Development

The Haeckel program in evolutionary morphology, with its descriptive outlook and its tendency to speculate about phylogenetic relationships, left many younger scientists dissatisfied. They sought a mechanistic understanding of development, more in tune with the emphasis on experimentation and causal interpretation that characterized sciences like physiology or chemistry. Championed by Wilhelm Roux, this new approach to the study of development dominated late-nineteenth-century biology in Germany and the United States. In detailed and technically demanding experiments, biologists tested the influence of physical and chemical conditions such as gravitation, pressure, temperature, and varying chemical concentrations in the environment on development of select model organisms (mostly amphibians and marine invertebrates) whose free-living embryos were easy to manipulate. This new experimental program in embryology also benefited from the newly founded marine research stations. Many of these experiments were only possible in well-equipped laboratories in close proximity to the diverse biological material of the sea.

The canonical experimental styles in Entwicklungsmechanik were the destruction of certain parts of the embryo and the transplantation of specific tissues between and within embryos. Both kinds of experiments disrupted normal development and allowed researchers to discover the effects of certain parts of the embryo. Puncturing one of the two cells in a two-cell-stage frog embryo, Roux found in 1888 that only half an embryo developed. In his mosaic theory of development he then argued that during differentiation the determining factors, which are all present in the fertilized egg, are gradually distributed among the daughter cells. In a similar vein, August Weismann argued in 1892 for the separation of the germ line, which he saw as retaining the full developmental potential and being passed on through the generations, and the soma, those elements of an organism that undergo differentiation. Weismann, too, thought that an unequal distribution of hereditary material accounts for the differentiation of cells during development.

When Hans Driesch repeated Roux's experiment, shaking sea urchin embryos apart during the two-and four-cell stages, he observed the formation of complete, albeit smaller, pluteus larvae. Driesch began to think that development could not be interpreted in strictly mechanical terms. The embryos' demonstrated ability to regulate their own developmental sequence led him to argue that organisms are harmonious equipotential systems and not just complex physico-chemical machines. Organisms as individuals are instead characterized by an irreducible telos, their entelechy, that shows itself in their regulatory abilities.
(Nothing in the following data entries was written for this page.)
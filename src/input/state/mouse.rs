use crate::draw::Shape;
use crate::input::events::DrawEvent;
use crate::input::region::{self, Region};
use crate::input::tool::ToolKind;

use super::{DrawingState, InputState};

impl InputState {
    /// Region of the window containing horizontal coordinate `x`.
    pub fn region_at(&self, x: f64) -> Region {
        region::classify(x, self.surface_width)
    }

    /// Builds a draw event for a pointer position, or `None` when the
    /// position is outside the drawing region.
    pub fn route(&self, x: f64, y: f64, is_drag_start: bool) -> Option<DrawEvent> {
        if !region::gate(self.region_at(x)) {
            return None;
        }
        Some(DrawEvent {
            x,
            y,
            is_drag_start,
            tool: self.tools.active_snapshot(),
        })
    }

    /// Processes a pointer press.
    ///
    /// Presses outside the drawing region are ignored so the side panels keep
    /// their own controls.
    pub fn on_pointer_press(&mut self, x: f64, y: f64) {
        if let Some(event) = self.route(x, y, true) {
            self.apply_draw_event(&event);
        }
    }

    /// Processes pointer motion while a button is held.
    ///
    /// Leaving the drawing region suspends the stroke without ending it.
    pub fn on_pointer_motion(&mut self, x: f64, y: f64) {
        if !self.is_stroking() {
            return;
        }

        match self.route(x, y, false) {
            Some(event) => self.apply_draw_event(&event),
            None => {
                if let DrawingState::Stroking { suspended, .. } = &mut self.state {
                    if !*suspended {
                        log::debug!("Stroke left the drawing region at x={x:.1}");
                    }
                    *suspended = true;
                }
            }
        }
    }

    /// Processes a pointer release anywhere on the window.
    pub fn on_pointer_release(&mut self) {
        self.state = DrawingState::Idle;
    }

    /// Applies one gated draw event to the canvas.
    ///
    /// Callers are expected to have routed the event through [`Self::route`].
    pub fn apply_draw_event(&mut self, event: &DrawEvent) {
        if event.is_drag_start {
            if event.tool.kind.is_continuous() {
                self.state = DrawingState::Stroking {
                    last_x: event.x,
                    last_y: event.y,
                    suspended: false,
                };
            } else {
                self.stamp_shape(event);
                self.state = DrawingState::Idle;
            }
            return;
        }

        // A shape tool selected mid-stroke ends the stroke; shapes only stamp on press.
        if !event.tool.kind.is_continuous() {
            self.state = DrawingState::Idle;
            return;
        }

        let DrawingState::Stroking {
            last_x,
            last_y,
            suspended,
        } = &mut self.state
        else {
            return;
        };

        if *suspended {
            *suspended = false;
        } else {
            let color = match event.tool.kind {
                ToolKind::Eraser => self.background,
                _ => event.tool.color,
            };
            self.canvas.add_shape(Shape::Segment {
                x1: *last_x,
                y1: *last_y,
                x2: event.x,
                y2: event.y,
                color,
                thick: event.tool.value as f64,
            });
        }
        *last_x = event.x;
        *last_y = event.y;
    }

    fn stamp_shape(&mut self, event: &DrawEvent) {
        let size = event.tool.value as f64;
        let color = event.tool.color;
        let outline = self.shape_outline;
        let shape = match event.tool.kind {
            ToolKind::Circle => Shape::Circle {
                cx: event.x,
                cy: event.y,
                diameter: size,
                color,
                outline,
            },
            ToolKind::Square => Shape::Square {
                cx: event.x,
                cy: event.y,
                side: size,
                color,
                outline,
            },
            ToolKind::Triangle => Shape::Triangle {
                cx: event.x,
                cy: event.y,
                size,
                color,
                outline,
            },
            ToolKind::Brush | ToolKind::Eraser => return,
        };
        log::debug!(
            "Stamped {} at ({:.1}, {:.1}) size {}",
            event.tool.kind,
            event.x,
            event.y,
            event.tool.value
        );
        self.canvas.add_shape(shape);
    }
}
Driesch subsequently embraced a form of neovitalism.

The vast majority of biologists, however, did not accept Driesch's philosophizing but remained committed to experimental study of development, mapping cell lineages and investigating fates of transplanted tissues. It was in this context that Hans Spemann and Hilde Mangold found in 1924 that a small region near the dorsal lip transplanted into the ventral side (belly) of a newt embryo could organize a second set of body axes, thus resulting in a "Siamese-twin-like" embryo. They called this specific region of the embryo the organizer, as it was capable of organizing the basic form of the full organism. In addition, researchers demonstrated that interactions between certain tissues such as mesoderm and ectoderm led to the differentiation of phenotypic structures such as the lens of a vertebrate eye, in a phenomenon called induction. The search began for the specific chemical properties of what was assumed to be the material organizer.

It was also clear that ultimately these developmentally active substances would have to be the products of heredity, since the inherited nuclear chromosomes and the genes they presumably carried, together with the material inside the egg, are what is passed on to the next generation. Research programs in developmental and physiological genetics investigated these questions and, after long and painstaking research, could identify specific causal chains, from a gene product to a phenotypic effect. Mutants, such as eye-color mutants of moths and flies, were the preferred experimental systems for this line of research. In 1940 a group headed by the biochemist Adolf Butenandt and the biologist Alfred Kühn were the first to identify and chemically characterize the substance that induced the red-eye phenotype in the moth Epestia kühniella.

After World War II, developmental biology gradually transformed itself into developmental genetics, especially after the techniques of molecular biology allowed researchers to study genes in their cellular context. One of the first genetic systems studied molecularly was the so-called lac-operon system, which regulates the expression of a lactose-digesting enzyme inside a bacterial cell. This focus on regulation continued as more and more regulatory networks of genes were found. In the context of molecular biology, development—the growth and differentiation of an organism—had been redefined as a problem of the regulation of gene expression. Aristotle's epigenesis had given way to the mechanistic preformationism of the seventeenth and eighteenth centuries and had come around again to a more sophisticated blend of preformism through heredity and epigenesis through development.